TBH - I have never minded that there are many with more than me. Envy is destructive. If people are prepared to work all hours - bloody good luck to them, especially as they are providing jobs for other people who may not be quite so entrepreneurial.
I do believe in trying as far as possible to make life an equal playing field with opportunities for all, but opportunity is not everything.
Attitude is hugely important. A personal anecdote. My father, like millions in the Great Depression lost his job and was down to his beam ends. His work colleagues (electricians) lost their jobs too and were involved in marches, protests, pamphleting etc. and generally being pissed off at the unfairness of it all.

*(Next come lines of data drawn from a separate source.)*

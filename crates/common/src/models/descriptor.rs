use std::collections::BTreeMap;

use serde::{Deserialize, Serialize};

/// 声明式服务描述
///
/// 由描述生成器产出，之后只读地交给本地/远程执行方或顾问类消费者。
#[derive(Debug, Clone, PartialEq, Eq, Serialize, Deserialize)]
pub struct ServiceDescriptor {
    pub service_name: String,
    pub container_name: String,
    pub image: String,
    /// 键唯一；保留键只能由生成器写入
    pub environment: BTreeMap<String, String>,
    pub devices: Vec<String>,
    pub capabilities: Vec<String>,
    pub volumes: Vec<VolumeMount>,
    pub ports: Vec<PortMapping>,
    /// 需要预先创建的网络对象
    pub networks: Vec<NetworkObject>,
    pub host_shim: Option<HostShim>,
    pub attachment: NetworkAttachment,
    pub health_check: Option<HealthCheck>,
    pub restart: RestartPolicy,
    pub stop_grace_period: String,
    pub limits: ResourceLimitsSpec,
}

impl ServiceDescriptor {
    pub fn env(&self, key: &str) -> Option<&str> {
        self.environment.get(key).map(String::as_str)
    }
}

#[derive(Debug, Clone, PartialEq, Eq, Serialize, Deserialize)]
pub struct VolumeMount {
    pub source: String,
    pub target: String,
    #[serde(default)]
    pub read_only: bool,
}

impl VolumeMount {
    /// `source:target[:ro]`
    pub fn to_spec(&self) -> String {
        if self.read_only {
            format!("{}:{}:ro", self.source, self.target)
        } else {
            format!("{}:{}", self.source, self.target)
        }
    }
}

#[derive(Debug, Clone, Copy, PartialEq, Eq, Serialize, Deserialize)]
#[serde(rename_all = "lowercase")]
pub enum Protocol {
    Tcp,
    Udp,
}

impl Protocol {
    pub fn as_str(&self) -> &'static str {
        match self {
            Self::Tcp => "tcp",
            Self::Udp => "udp",
        }
    }
}

#[derive(Debug, Clone, Copy, PartialEq, Eq, Serialize, Deserialize)]
pub struct PortMapping {
    pub host: u16,
    pub container: u16,
    pub protocol: Protocol,
}

impl PortMapping {
    /// `host:container/proto`
    pub fn to_spec(&self) -> String {
        format!("{}:{}/{}", self.host, self.container, self.protocol.as_str())
    }
}

#[derive(Debug, Clone, Copy, PartialEq, Eq, Serialize, Deserialize)]
#[serde(rename_all = "lowercase")]
pub enum NetworkDriver {
    Bridge,
    Macvlan,
}

impl NetworkDriver {
    pub fn as_str(&self) -> &'static str {
        match self {
            Self::Bridge => "bridge",
            Self::Macvlan => "macvlan",
        }
    }
}

/// 需要在宿主机上存在的 Docker 网络
#[derive(Debug, Clone, PartialEq, Eq, Serialize, Deserialize)]
pub struct NetworkObject {
    pub name: String,
    pub driver: NetworkDriver,
    pub subnet: String,
    pub gateway: String,
    #[serde(default)]
    pub ip_range: Option<String>,
    /// macvlan 绑定的物理接口
    #[serde(default)]
    pub parent: Option<String>,
}

/// 宿主机侧 macvlan shim 接口，让宿主机能访问隔离网段
#[derive(Debug, Clone, PartialEq, Eq, Serialize, Deserialize)]
pub struct HostShim {
    pub interface: String,
    pub parent: String,
    /// 带前缀的地址，如 `10.0.0.254/32`
    pub address: String,
    /// 经由 shim 的路由目标
    pub route: String,
}

/// 容器的网络接入方式
#[derive(Debug, Clone, PartialEq, Eq, Serialize, Deserialize)]
#[serde(tag = "kind", rename_all = "snake_case")]
pub enum NetworkAttachment {
    Bridge,
    Host,
    Disabled,
    Static {
        network: String,
        address: String,
        gateway: String,
        subnet: String,
    },
    /// 两阶段接入：先挂在 `bootstrap` 上启动，再切换到隔离网段
    Segment {
        bootstrap: String,
        network: String,
        address: String,
    },
}

impl NetworkAttachment {
    /// `docker run --network` 的取值；默认网桥返回 None
    pub fn run_network(&self) -> Option<&str> {
        match self {
            Self::Bridge => None,
            Self::Host => Some("host"),
            Self::Disabled => Some("none"),
            Self::Static { network, .. } => Some(network),
            Self::Segment { bootstrap, .. } => Some(bootstrap),
        }
    }
}

#[derive(Debug, Clone, PartialEq, Eq, Serialize, Deserialize)]
pub struct HealthCheck {
    pub test: Vec<String>,
    pub interval: String,
    pub timeout: String,
    pub retries: u32,
    pub start_period: String,
}

#[derive(Debug, Clone, Copy, PartialEq, Eq, Serialize, Deserialize)]
#[serde(rename_all = "kebab-case")]
pub enum RestartPolicy {
    No,
    OnFailure,
    UnlessStopped,
    Always,
}

impl RestartPolicy {
    pub fn as_str(&self) -> &'static str {
        match self {
            Self::No => "no",
            Self::OnFailure => "on-failure",
            Self::UnlessStopped => "unless-stopped",
            Self::Always => "always",
        }
    }
}

#[derive(Debug, Clone, Copy, PartialEq, Eq, Serialize, Deserialize)]
pub struct ResourceLimitsSpec {
    pub cpus: u32,
    pub memory_gb: u32,
}
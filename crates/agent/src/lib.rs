/// DokWin Agent
///
/// Windows 容器部署核心：版本存储、网络规划、服务描述生成、本地/SSH 执行与检查点回滚。

pub mod checkpoint;
pub mod config;
pub mod descriptor;
pub mod network;
pub mod remote;
pub mod service;
pub mod storage;

pub use config::AgentConfig;
pub use service::{DeploymentService, GeneratedArtifacts, SessionOpener, TargetOpener};
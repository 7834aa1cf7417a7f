use thiserror::Error;

use crate::models::CheckpointState;

/// 统一错误类型
///
/// 校验类错误（Validation / Conflict / NetworkTopology）一律在任何副作用之前返回，
/// 每个变体都携带足够定位问题的结构化信息（字段名、步骤序号或检查点状态）。
#[derive(Error, Debug)]
pub enum Error {
    #[error("参数校验失败 [{field}]: {message}")]
    Validation { field: String, message: String },

    #[error("配置冲突 [{field}]: {message}")]
    Conflict { field: String, message: String },

    #[error("网络拓扑错误 [{field}]: {message}")]
    NetworkTopology { field: String, message: String },

    #[error("检查点 {checkpoint_id} 已处于 {state} 状态，无法再次处理")]
    CheckpointState {
        checkpoint_id: String,
        state: CheckpointState,
    },

    #[error("第 {index} 步执行失败 (exit={exit_status}): {command}\n{output}")]
    RemoteStep {
        index: usize,
        command: String,
        exit_status: i32,
        output: String,
    },

    #[error("资源未找到: {0}")]
    NotFound(String),

    #[error("存储错误: {0}")]
    Storage(String),

    #[error("SSH 错误: {0}")]
    Ssh(String),

    #[error("配置错误: {0}")]
    Config(String),

    #[error("序列化错误: {0}")]
    Serialization(#[from] serde_json::Error),

    #[error("YAML 渲染错误: {0}")]
    Yaml(#[from] serde_yaml::Error),

    #[error("内部错误: {0}")]
    Internal(String),

    #[error("其他错误: {0}")]
    Other(#[from] anyhow::Error),
}

impl Error {
    pub fn validation(field: impl Into<String>, message: impl Into<String>) -> Self {
        Self::Validation {
            field: field.into(),
            message: message.into(),
        }
    }

    pub fn conflict(field: impl Into<String>, message: impl Into<String>) -> Self {
        Self::Conflict {
            field: field.into(),
            message: message.into(),
        }
    }

    pub fn topology(field: impl Into<String>, message: impl Into<String>) -> Self {
        Self::NetworkTopology {
            field: field.into(),
            message: message.into(),
        }
    }

    /// 请求本身有问题（调用方修正输入即可重试）
    pub fn is_request_error(&self) -> bool {
        matches!(
            self,
            Self::Validation { .. } | Self::Conflict { .. } | Self::NetworkTopology { .. }
        )
    }

    /// 错误码，供 API 层输出
    pub fn code(&self) -> &'static str {
        match self {
            Self::Validation { .. } => "VALIDATION_ERROR",
            Self::Conflict { .. } => "CONFLICT_ERROR",
            Self::NetworkTopology { .. } => "NETWORK_TOPOLOGY_ERROR",
            Self::CheckpointState { .. } => "CHECKPOINT_STATE_ERROR",
            Self::RemoteStep { .. } => "REMOTE_STEP_FAILURE",
            Self::NotFound(_) => "NOT_FOUND",
            Self::Storage(_) => "STORAGE_ERROR",
            Self::Ssh(_) => "SSH_ERROR",
            Self::Config(_) => "CONFIG_ERROR",
            Self::Serialization(_) | Self::Yaml(_) => "SERIALIZATION_ERROR",
            Self::Internal(_) | Self::Other(_) => "INTERNAL_ERROR",
        }
    }
}

/// 统一结果类型
pub type Result<T> = std::result::Result<T, Error>;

My father and a friend decided it was pointless. So, they sold the only things they had - their motorbikes for under £50 each. With these they bought tools and set up on their own (both had just completed training and were 18 years old). They worked their socks off - 100 hours a week and went anywhere they could do a bit of work, no matter how small. Every penny beyond their rent and food they ploughed back. After 3 years they had just enough to employ a third person. Fast forward 10 years and they had nearly 100 employees and they were still ploughing every spare penny back. In another 20 years the business had tripled.
Among their employees were some who had been soapboxing and generally whinging a decade before: most had either not worked or had only odd jobs.
The point of this is not to say how special my father and his friend were, but to illustrate that all those guys had the same opportunities (or lack of them) but my Dad and his friend hauled themselves out of the mire when others hadn't. It was nothing to do with opportunity or luck in their case. It was attitude.
I've also never forgotten his attitude to money, which was only ever live to the level of the pay rise before last - something British Governments have singularly failed to do and accounts for a large part of the unholy mess we are now in.